I might have missed it. Have you elaborated on why you think OpenPGP is fundamentally flawed? Do you know of any GPG replacements (or rather, OpenPGP replacements)? I want encryption, signing, key management, email integration (optional), multiple recipients, subkeys, revocation certificates, web of trust (even if unused), smart card support, and so on.
"Works fine in practice" is not responsive to "outmoded fundamentally, not just by one implementation". That commenter is substituting their own rooting interest in a particular outcome with a straightforward descriptive claim about the standard.
I will not, because I joined this subthread to make a specific point (that the other commenter was simply wrong that the archaisms in PGP/OpenPGP are a mere consequence of GnuPG and avoidable by avoiding GnuPG), and this whole subthread has been an exercise in avoiding that point and switching to other more tractable arguments. I'm sorry, but I'm not interested.

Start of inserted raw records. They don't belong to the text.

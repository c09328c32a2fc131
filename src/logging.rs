use std::io::Write;
use tokio::sync::broadcast;
use tracing::Level;
use tracing_subscriber::FmtSubscriber;
use tracing_subscriber::fmt::MakeWriter;

/// Capacity of the log broadcast backing `/api/logs`.
pub const LOG_CHANNEL_CAPACITY: usize = 500;

/// Tees every formatted line to stdout and to a broadcast channel so the
/// API can stream logs to clients.
#[derive(Clone)]
pub(crate) struct SseMakeWriter {
    pub sender: broadcast::Sender<String>,
    pub suppress_stdout: bool,
}

impl<'a> MakeWriter<'a> for SseMakeWriter {
    type Writer = SseWriter;

    fn make_writer(&'a self) -> Self::Writer {
        SseWriter {
            sender: self.sender.clone(),
            suppress_stdout: self.suppress_stdout,
        }
    }
}

pub(crate) struct SseWriter {
    sender: broadcast::Sender<String>,
    suppress_stdout: bool,
}

impl Write for SseWriter {
    fn write(&mut self, buf: &[u8]) -> std::io::Result<usize> {
        let line = String::from_utf8_lossy(buf).trim_end().to_string();
        let _ = self.sender.send(line); // no subscribers is fine
        if !self.suppress_stdout {
            std::io::stdout().write_all(buf)?;
        }
        Ok(buf.len())
    }

    fn flush(&mut self) -> std::io::Result<()> {
        if !self.suppress_stdout {
            std::io::stdout().flush()?;
        }
        Ok(())
    }
}

/// Installs the daemon subscriber. Returns the sender feeding `/api/logs`.
pub fn init_daemon(level: Level) -> broadcast::Sender<String> {
    let (log_tx, _) = broadcast::channel::<String>(LOG_CHANNEL_CAPACITY);
    let make_writer = SseMakeWriter {
        sender: log_tx.clone(),
        suppress_stdout: false,
    };
    let subscriber = FmtSubscriber::builder()
        .with_max_level(level)
        .with_writer(make_writer)
        .finish();
    tracing::subscriber::set_global_default(subscriber).ok();
    log_tx
}

/// Bot processes log to stderr, which the supervisor keeps a tail of.
/// Stdout is reserved for the ready marker.
pub fn init_runner(level: Level) {
    let subscriber = FmtSubscriber::builder()
        .with_max_level(level)
        .with_ansi(false)
        .with_writer(std::io::stderr)
        .finish();
    tracing::subscriber::set_global_default(subscriber).ok();
}
mod adapters;
mod api;
mod cli;
mod config;
mod core;
mod host;
mod logging;
mod runner;

use crate::cli::terminal;

#[tokio::main]
async fn main() {
    match cli::run_main().await {
        Ok(code) => std::process::exit(code),
        Err(e) => {
            terminal::print_error(&format!("{:#}", e));
            std::process::exit(1);
        }
    }
}
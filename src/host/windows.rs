use std::path::{Path, PathBuf};

use super::{Host, resolve_data_dir};

pub struct NativeHost;

const CREATE_NEW_PROCESS_GROUP: u32 = 0x0000_0200;

fn taskkill(pid: u32, force: bool) -> std::io::Result<()> {
    let pid = pid.to_string();
    let mut args = vec!["/PID", pid.as_str(), "/T"];
    if force {
        args.push("/F");
    }
    std::process::Command::new("taskkill").args(&args).output()?;
    Ok(())
}

impl Host for NativeHost {
    fn data_dir() -> PathBuf {
        let base = dirs::data_dir().unwrap_or_else(|| PathBuf::from("."));
        resolve_data_dir(base.join("botdeck"))
    }

    fn restrict_dir_permissions(_path: &Path) {
        // Windows uses ACLs; no simple equivalent to Unix mode bits.
    }

    fn restrict_file_permissions(_path: &Path) {
        // Windows uses ACLs; no simple equivalent to Unix mode bits.
    }

    fn isolate_process_group(cmd: &mut tokio::process::Command) {
        cmd.creation_flags(CREATE_NEW_PROCESS_GROUP);
    }

    fn terminate_group(pid: u32) -> std::io::Result<()> {
        taskkill(pid, false)
    }

    fn kill_group(pid: u32) -> std::io::Result<()> {
        taskkill(pid, true)
    }
}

Cool, so we got two people here who kept saying "PGP is shit", but when asked for an alternative, they weasel out with "no thanks", or "I will not [say]"? Yeah, okay. Got it. I hope you realize it weakens everything you have said. Hell, there is nothing to weaken to begin with!
> (that the other commenter was simply wrong that the archaisms in PGP/OpenPGP are a mere consequence of GnuPG and avoidable by avoiding GnuPG)
Didn't read it like that though, it read like "OpenPGP is shit", and I could quote you where you are claiming exactly that:
> outmoded fundamentally, not just by one implementation
While obviously I can present alternatives to OpenPGP and have done so, including on this thread, it's important that you understand that this isn't how engineering works. If something is observed to be flawed, it's flawed. Whether or not alternatives are presented with the observation doesn't change its validity.
I understand what you are saying. Can you tell me in what ways OpenPGP is flawed and what the alternative is to achieve everything GPG supports? Legit question. If it does everything GPG does, but does it better, then people (including me) may switch.
I'm really not interested in whether you switch. To me, for the problem domains we're really talking about, this is like talking someone out of wearing a Kangol hat. You do you.
This is absurd. You have not told me (or anyone else for that matter) what to switch to and why.
You cannot be taken seriously. At this point I think you are full of shit.
If you care about security, you should care about people switching, but you do you. Keep it to yourself, keep it a secret, and keep bitching about OpenPGP, I suppose.